Coman now says, however, that his testimony was incorrect. Even so, one prominent law professor said that the prosecutor's September statements may open the door to challenges of numerous convictions in cases tried by the attorney general's staff.

Coman was testifying at the State Bar about the character of two proteges, David Hoke and Debra Graves. They were charged with breaking ethical rules by withholding favorable evidence from former death row inmate Alan Gell. The evidence included a taped telephone call in which the state's star witness said she had to "make up a story" for police.

Hoke and Graves didn't have to turn over the tape, Coman said, because it wasn't "exculpatory"; it didn't prove Gell's innocence.

The tape could have been used to "impeach" the witness, or undercut her credibility, Coman acknowledged. But he said case law didn't require impeachment evidence to be turned over to the defense.

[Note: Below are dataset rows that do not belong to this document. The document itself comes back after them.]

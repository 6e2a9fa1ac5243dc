//! Shell configuration.
//!
//! Every field has a default, so a partial JSON file (or none at all) is
//! enough. The file is looked up through the `WEBSHELL_CONFIG` environment
//! variable.

use serde::{Deserialize, Serialize};
use std::fmt;
use std::path::Path;

/// Environment variable naming an optional JSON config file
pub const CONFIG_ENV_VAR: &str = "WEBSHELL_CONFIG";

/// Capture sample rate in Hz
pub const CAPTURE_SAMPLE_RATE: u32 = 44_100;

/// Mono input
pub const CAPTURE_CHANNELS: u16 = 1;

/// Bytes per PCM16 sample
pub const BYTES_PER_SAMPLE: usize = 2;

#[derive(Debug)]
pub enum ConfigError {
    Io(String),
    Parse(String),
}

impl fmt::Display for ConfigError {
    fn fmt(&self, f: &mut fmt::Formatter<'_>) -> fmt::Result {
        match self {
            Self::Io(msg) => write!(f, "Failed to read config: {}", msg),
            Self::Parse(msg) => write!(f, "Invalid config: {}", msg),
        }
    }
}

impl std::error::Error for ConfigError {}

impl From<ConfigError> for String {
    fn from(err: ConfigError) -> Self {
        err.to_string()
    }
}

/// Fixed PCM format the keep-alive worker opens the microphone with
#[derive(Debug, Clone, Copy, PartialEq, Eq, Serialize, Deserialize)]
pub struct CaptureFormat {
    pub sample_rate: u32,
    pub channels: u16,
}

impl CaptureFormat {
    /// Buffer size used when the platform cannot report a minimum:
    /// one second of audio in bytes.
    pub fn fallback_buffer_bytes(&self) -> usize {
        self.sample_rate as usize * self.channels as usize * BYTES_PER_SAMPLE
    }
}

impl Default for CaptureFormat {
    fn default() -> Self {
        Self {
            sample_rate: CAPTURE_SAMPLE_RATE,
            channels: CAPTURE_CHANNELS,
        }
    }
}

#[derive(Debug, Clone, PartialEq, Eq, Serialize, Deserialize)]
pub struct ShellConfig {
    /// Bundled page loaded as the content root
    #[serde(default = "default_content_root")]
    pub content_root: String,
    #[serde(default = "default_notification_title")]
    pub notification_title: String,
    #[serde(default = "default_notification_body")]
    pub notification_body: String,
    /// Notification channel id (Android)
    #[serde(default = "default_channel_id")]
    pub channel_id: String,
    /// User-visible channel name (Android)
    #[serde(default = "default_channel_name")]
    pub channel_name: String,
    #[serde(default = "default_notification_id")]
    pub notification_id: i32,
    #[serde(default = "default_wake_lock_tag")]
    pub wake_lock_tag: String,
    /// Grant non-microphone capabilities without any check.
    /// Hosted content is trusted; turn off for anything loaded remotely.
    #[serde(default = "default_grant_non_audio")]
    pub grant_non_audio: bool,
    #[serde(default)]
    pub capture: CaptureFormat,
    /// How long `stop()` waits for the capture loop, in milliseconds
    #[serde(default = "default_stop_grace_ms")]
    pub stop_grace_ms: u64,
}

fn default_content_root() -> String {
    "index.html".to_string()
}

fn default_notification_title() -> String {
    "Web Shell".to_string()
}

fn default_notification_body() -> String {
    "Microphone is running in the background".to_string()
}

fn default_channel_id() -> String {
    "mic_service_channel".to_string()
}

fn default_channel_name() -> String {
    "Microphone background service".to_string()
}

fn default_notification_id() -> i32 {
    1001
}

fn default_wake_lock_tag() -> String {
    "webshell:MicWakeLock".to_string()
}

fn default_grant_non_audio() -> bool {
    true
}

fn default_stop_grace_ms() -> u64 {
    500
}

impl Default for ShellConfig {
    fn default() -> Self {
        Self {
            content_root: default_content_root(),
            notification_title: default_notification_title(),
            notification_body: default_notification_body(),
            channel_id: default_channel_id(),
            channel_name: default_channel_name(),
            notification_id: default_notification_id(),
            wake_lock_tag: default_wake_lock_tag(),
            grant_non_audio: default_grant_non_audio(),
            capture: CaptureFormat::default(),
            stop_grace_ms: default_stop_grace_ms(),
        }
    }
}

impl ShellConfig {
    pub fn from_json(json: &str) -> Result<Self, ConfigError> {
        serde_json::from_str(json).map_err(|e| ConfigError::Parse(e.to_string()))
    }

    pub fn from_file(path: &Path) -> Result<Self, ConfigError> {
        let raw = std::fs::read_to_string(path)
            .map_err(|e| ConfigError::Io(format!("{}: {}", path.display(), e)))?;
        Self::from_json(&raw)
    }

    /// Load from `WEBSHELL_CONFIG` if set; any failure falls back to defaults.
    pub fn load() -> Self {
        let Some(path) = std::env::var_os(CONFIG_ENV_VAR) else {
            return Self::default();
        };

        match Self::from_file(Path::new(&path)) {
            Ok(config) => {
                tracing::info!("Loaded shell config from {}", Path::new(&path).display());
                config
            }
            Err(e) => {
                tracing::warn!("{}; using defaults", e);
                Self::default()
            }
        }
    }

    pub fn stop_grace(&self) -> std::time::Duration {
        std::time::Duration::from_millis(self.stop_grace_ms)
    }
}

#[cfg(test)]
mod tests {
    use super::*;

    #[test]
    fn test_partial_json_keeps_defaults() {
        let config = ShellConfig::from_json(r#"{"notification_title": "Studio"}"#).unwrap();
        assert_eq!(config.notification_title, "Studio");
        assert_eq!(config.content_root, "index.html");
        assert_eq!(config.capture.sample_rate, 44_100);
        assert_eq!(config.capture.channels, 1);
        assert!(config.grant_non_audio);
        assert_eq!(config.stop_grace_ms, 500);
    }

    #[test]
    fn test_fallback_buffer_is_one_second() {
        let format = CaptureFormat::default();
        assert_eq!(format.fallback_buffer_bytes(), 88_200);
    }

    #[test]
    fn test_invalid_json() {
        let result = ShellConfig::from_json("{not json");
        assert!(matches!(result, Err(ConfigError::Parse(_))));
    }

    #[test]
    fn test_missing_file() {
        let result = ShellConfig::from_file(Path::new("/definitely/not/here.json"));
        assert!(matches!(result, Err(ConfigError::Io(_))));
    }
}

Handing over impeachment evidence has been law since a 1972 U.S. Supreme Court decision. But Coman went on to say it wasn't just his opinion, it was the policy of the Attorney General's Office.

An odd policy

"The prevailing view when I was there the first time, both under Judge [Lacy] Thornburg and Attorney General [Mike] Easley and now Governor Easley," Coman said, "was that just because something embarrassed a witness or might be impeaching to them, did not in and of itself, unless it went to being exculpatory, was not something we had to turn over."

In a recent interview, however, Coman backed away from that description of policy and said his September statements were not correct -- not on the case law, and not on the attorney general's policy.

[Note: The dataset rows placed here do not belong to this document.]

//! Capabilities requested by the hosted page.
//!
//! Web views hand us opaque resource identifiers. On Android these look like
//! `android.webkit.resource.AUDIO_CAPTURE`; other engines report bare names
//! such as `microphone`. They are classified once into [`Capability`] so the
//! bridge never matches on strings.

use std::fmt;

const ANDROID_RESOURCE_PREFIX: &str = "android.webkit.resource.";

#[derive(Debug, Clone, PartialEq, Eq, Hash)]
pub enum Capability {
    AudioCapture,
    VideoCapture,
    ProtectedMediaId,
    MidiSysex,
    Other(String),
}

impl Capability {
    /// Classify a single resource identifier
    pub fn classify(resource: &str) -> Self {
        let name = resource
            .strip_prefix(ANDROID_RESOURCE_PREFIX)
            .unwrap_or(resource)
            .to_ascii_uppercase();

        match name.as_str() {
            "AUDIO_CAPTURE" | "MICROPHONE" | "AUDIO" => Self::AudioCapture,
            "VIDEO_CAPTURE" | "CAMERA" | "VIDEO" => Self::VideoCapture,
            "PROTECTED_MEDIA_ID" => Self::ProtectedMediaId,
            "MIDI_SYSEX" => Self::MidiSysex,
            _ => Self::Other(resource.to_string()),
        }
    }

    pub fn is_microphone(&self) -> bool {
        matches!(self, Self::AudioCapture)
    }
}

/// Classify every resource in a request
pub fn classify_all<S: AsRef<str>>(resources: &[S]) -> Vec<Capability> {
    resources.iter().map(|r| Capability::classify(r.as_ref())).collect()
}

/// Does any of these capabilities need the microphone?
pub fn needs_microphone(capabilities: &[Capability]) -> bool {
    capabilities.iter().any(Capability::is_microphone)
}

/// Error returned when a request can no longer be resolved
#[derive(Debug)]
pub enum ResolveError {
    /// The page (or the web view) that asked is gone
    Invalidated,
    /// Engine-specific failure
    Platform(String),
}

impl fmt::Display for ResolveError {
    fn fmt(&self, f: &mut fmt::Formatter<'_>) -> fmt::Result {
        match self {
            Self::Invalidated => write!(f, "Capability request is no longer valid"),
            Self::Platform(msg) => write!(f, "Failed to resolve capability request: {}", msg),
        }
    }
}

impl std::error::Error for ResolveError {}

impl From<ResolveError> for String {
    fn from(err: ResolveError) -> Self {
        err.to_string()
    }
}

/// An in-flight capability request from hosted content.
///
/// `grant` and `deny` take the box by value, so a request resolves at most
/// once.
pub trait CapabilityRequest: Send {
    /// Raw resource identifiers as reported by the web view
    fn resources(&self) -> &[String];

    /// Grant every requested resource
    fn grant(self: Box<Self>) -> Result<(), ResolveError>;

    fn deny(self: Box<Self>) -> Result<(), ResolveError>;
}

/// Request answered over a oneshot channel; the receiving side is the page's
/// pending command call.
pub struct PageRequest {
    resources: Vec<String>,
    reply: tokio::sync::oneshot::Sender<bool>,
}

impl PageRequest {
    pub fn new(resources: Vec<String>) -> (Self, tokio::sync::oneshot::Receiver<bool>) {
        let (reply, rx) = tokio::sync::oneshot::channel();
        (Self { resources, reply }, rx)
    }

    fn answer(self, granted: bool) -> Result<(), ResolveError> {
        self.reply
            .send(granted)
            .map_err(|_| ResolveError::Invalidated)
    }
}

impl CapabilityRequest for PageRequest {
    fn resources(&self) -> &[String] {
        &self.resources
    }

    fn grant(self: Box<Self>) -> Result<(), ResolveError> {
        self.answer(true)
    }

    fn deny(self: Box<Self>) -> Result<(), ResolveError> {
        self.answer(false)
    }
}

#[cfg(test)]
mod tests {
    use super::*;

    #[test]
    fn test_classify_android_identifiers() {
        assert_eq!(
            Capability::classify("android.webkit.resource.AUDIO_CAPTURE"),
            Capability::AudioCapture
        );
        assert_eq!(
            Capability::classify("android.webkit.resource.VIDEO_CAPTURE"),
            Capability::VideoCapture
        );
        assert_eq!(
            Capability::classify("android.webkit.resource.PROTECTED_MEDIA_ID"),
            Capability::ProtectedMediaId
        );
        assert_eq!(
            Capability::classify("android.webkit.resource.MIDI_SYSEX"),
            Capability::MidiSysex
        );
    }

    #[test]
    fn test_classify_plain_names() {
        assert_eq!(Capability::classify("microphone"), Capability::AudioCapture);
        assert_eq!(Capability::classify("camera"), Capability::VideoCapture);
        assert_eq!(
            Capability::classify("geolocation"),
            Capability::Other("geolocation".to_string())
        );
    }

    #[test]
    fn test_needs_microphone() {
        let caps = classify_all(&["camera", "android.webkit.resource.AUDIO_CAPTURE"]);
        assert!(needs_microphone(&caps));

        let caps = classify_all(&["camera"]);
        assert!(!needs_microphone(&caps));
    }

    #[tokio::test]
    async fn test_page_request_grant() {
        let (request, rx) = PageRequest::new(vec!["microphone".to_string()]);
        Box::new(request).grant().unwrap();
        assert!(rx.await.unwrap());
    }

    #[test]
    fn test_page_request_gone() {
        let (request, rx) = PageRequest::new(vec!["microphone".to_string()]);
        drop(rx);
        assert!(matches!(
            Box::new(request).deny(),
            Err(ResolveError::Invalidated)
        ));
    }
}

"I was not very precise," he said. "My use of the term 'impeaching' or 'impeachment' ... would have not been accurate."

It's impossible to know how many times the Attorney General's Office has failed to turn over impeachment evidence, because the material would be in closed files. Coman and Attorney General Roy Cooper said that the department's policy was to obey the law, and that there was no written policy on impeachment evidence.

But in several known cases, lawyers for the attorney general did not hand over impeachment evidence or resisted opening files as the law required:

* In 1993, Hoke, the lead prosecutor in Gell's 1998 trial, was admonished by a trial judge for not turning over impeachment evidence at a murder trial. Hoke told the judge he didn't turn it over because it was "impeachment evidence, not exculpatory evidence."

Questioned by the State Bar under oath, Hoke testified that leading up to Gell's first trial, he thought the tape was impeaching. He did not hand over the tape, he said, because he didn't know impeachment evidence must be produced, despite the previous courtroom lecture.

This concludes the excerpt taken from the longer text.